Dataset entries
|---|

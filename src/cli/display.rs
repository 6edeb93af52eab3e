//! Rich CLI display for pipeline runs
//!
//! Renders step progress and the final run report as human-readable
//! terminal output. All output goes to stderr so stdout remains clean for
//! piping the JSON report.

use colored::Colorize;

use crate::pipeline::{RunObserver, RunReport, Step, StepOutcome, StepRecord};

/// Longest error detail shown inline before truncating
const MAX_DETAIL_CHARS: usize = 200;

/// Live display handler for one pipeline run
pub struct RunDisplay {
    total_steps: usize,
}

impl RunDisplay {
    /// Create a display for a run of `total_steps` steps
    #[must_use]
    pub const fn new(total_steps: usize) -> Self {
        Self { total_steps }
    }

    /// Print the run header before the first step
    pub fn print_header(&self, base_url: &str) {
        eprintln!(
            "\n{} {}",
            "===".bold().cyan(),
            format!("Workflow: {} step(s) against {base_url}", self.total_steps)
                .bold()
                .cyan()
        );
        eprintln!("{}", "─".repeat(50).dimmed());
    }
}

impl RunObserver for RunDisplay {
    fn step_started(&mut self, index: usize, step: &Step) {
        eprintln!(
            "  {} {} {}",
            "▶".blue(),
            format!("[{}/{}]", index + 1, self.total_steps).dimmed(),
            step.name().bold()
        );
    }

    fn step_finished(&mut self, _step: &Step, record: &StepRecord) {
        eprintln!("    {}", describe_record(record));
    }
}

/// One-line description of a finished step
fn describe_record(record: &StepRecord) -> String {
    match &record.outcome {
        StepOutcome::Ok { value } => format!(
            "{} {} {}",
            "✓".green().bold(),
            value,
            format!("({} ms)", record.elapsed_ms).dimmed()
        ),
        StepOutcome::Err { error } => {
            let status = error
                .status
                .map_or_else(String::new, |s| format!(" {s}"));
            // Cancelled and skipped steps never print a start line, so name
            // the step here.
            format!(
                "{} {} {}{}: {}",
                "✗".red().bold(),
                record.name.bold(),
                error.kind.as_str().red(),
                status.red(),
                truncate(&error.detail, MAX_DETAIL_CHARS)
            )
        }
    }
}

/// Shorten `text` to at most `max` characters, marking the cut with `...`
fn truncate(text: &str, max: usize) -> String {
    let text = text.trim();
    if text.chars().count() <= max {
        return text.to_string();
    }
    let kept: String = text.chars().take(max.saturating_sub(3)).collect();
    format!("{kept}...")
}

/// Render the post-run summary
pub fn render_run_summary(report: &RunReport) {
    eprintln!("{}", "─".repeat(50).dimmed());

    let status = if report.succeeded() {
        "COMPLETED".green().bold().to_string()
    } else {
        "FAILED".red().bold().to_string()
    };
    eprintln!(
        "  {} {}/{} step(s) | {} ms",
        status,
        report.records().iter().filter(|r| r.outcome.is_ok()).count(),
        report.records().len(),
        report.total_elapsed_ms()
    );

    for (key, value) in report.values().iter() {
        eprintln!("  {} {key} = {value}", "•".dimmed());
    }

    if let Some(error) = report.failure() {
        eprintln!("  {} {}", "Cause:".dimmed(), error.to_string().red());
    }

    eprintln!();
}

|---|

--- Your goal ---
Reproduce the preceding entries exactly and completely.

--- Response ---
filename src/cli/display.rs
repository 6edeb93af52eab3e
//! Rich CLI display for pipeline runs
//!
//! Renders step progress and the final run report as human-readable
//! terminal output. All output goes to stderr so stdout remains clean for
//! piping the JSON report.

use colored::Colorize;

use crate::pipeline::{RunObserver, RunReport, Step, StepOutcome, StepRecord};

/// Longest error detail shown inline before truncating
const MAX_DETAIL_CHARS: usize = 200;

/// Live display handler for one pipeline run
pub struct RunDisplay {
    total_steps: usize,
}

impl RunDisplay {
    /// Create a display for a run of `total_steps` steps
    #[must_use]
    pub const fn new(total_steps: usize) -> Self {
        Self { total_steps }
    }

    /// Print the run header before the first step
    pub fn print_header(&self, base_url: &str) {
        eprintln!(
            "\n{} {}",
            "===".bold().cyan(),
            format!("Workflow: {} step(s) against {base_url}", self.total_steps)
                .bold()
                .cyan()
        );
        eprintln!("{}", "─".repeat(50).dimmed());
    }
}

impl RunObserver for RunDisplay {
    fn step_started(&mut self, index: usize, step: &Step) {
        eprintln!(
            "  {} {} {}",
            "▶".blue(),
            format!("[{}/{}]", index + 1, self.total_steps).dimmed(),
            step.name().bold()
        );
    }

    fn step_finished(&mut self, _step: &Step, record: &StepRecord) {
        eprintln!("    {}", describe_record(record));
    }
}

/// One-line description of a finished step
fn describe_record(record: &StepRecord) -> String {
    match &record.outcome {
        StepOutcome::Ok { value } => format!(
            "{} {} {}",
            "✓".green().bold(),
            value,
            format!("({} ms)", record.elapsed_ms).dimmed()
        ),
        StepOutcome::Err { error } => {
            let status = error
                .status
                .map_or_else(String::new, |s| format!(" {s}"));
            // Cancelled and skipped steps never print a start line, so name
            // the step here.
            format!(
                "{} {} {}{}: {}",
                "✗".red().bold(),
                record.name.bold(),
                error.kind.as_str().red(),
                status.red(),
                truncate(&error.detail, MAX_DETAIL_CHARS)
            )
        }
    }
}

/// Shorten `text` to at most `max` characters, marking the cut with `...`
fn truncate(text: &str, max: usize) -> String {
    let text = text.trim();
    if text.chars().count() <= max {
        return text.to_string();
    }
    let kept: String = text.chars().take(max.saturating_sub(3)).collect();
    format!("{kept}...")
}

/// Render the post-run summary
pub fn render_run_summary(report: &RunReport) {
    eprintln!("{}", "─".repeat(50).dimmed());

    let status = if report.succeeded() {
        "COMPLETED".green().bold().to_string()
    } else {
        "FAILED".red().bold().to_string()
    };
    eprintln!(
        "  {} {}/{} step(s) | {} ms",
        status,
        report.records().iter().filter(|r| r.outcome.is_ok()).count(),
        report.records().len(),
        report.total_elapsed_ms()
    );

    for (key, value) in report.values().iter() {
        eprintln!("  {} {key} = {value}", "•".dimmed());
    }

    if let Some(error) = report.failure() {
        eprintln!("  {} {}", "Cause:".dimmed(), error.to_string().red());
    }

    eprintln!();
}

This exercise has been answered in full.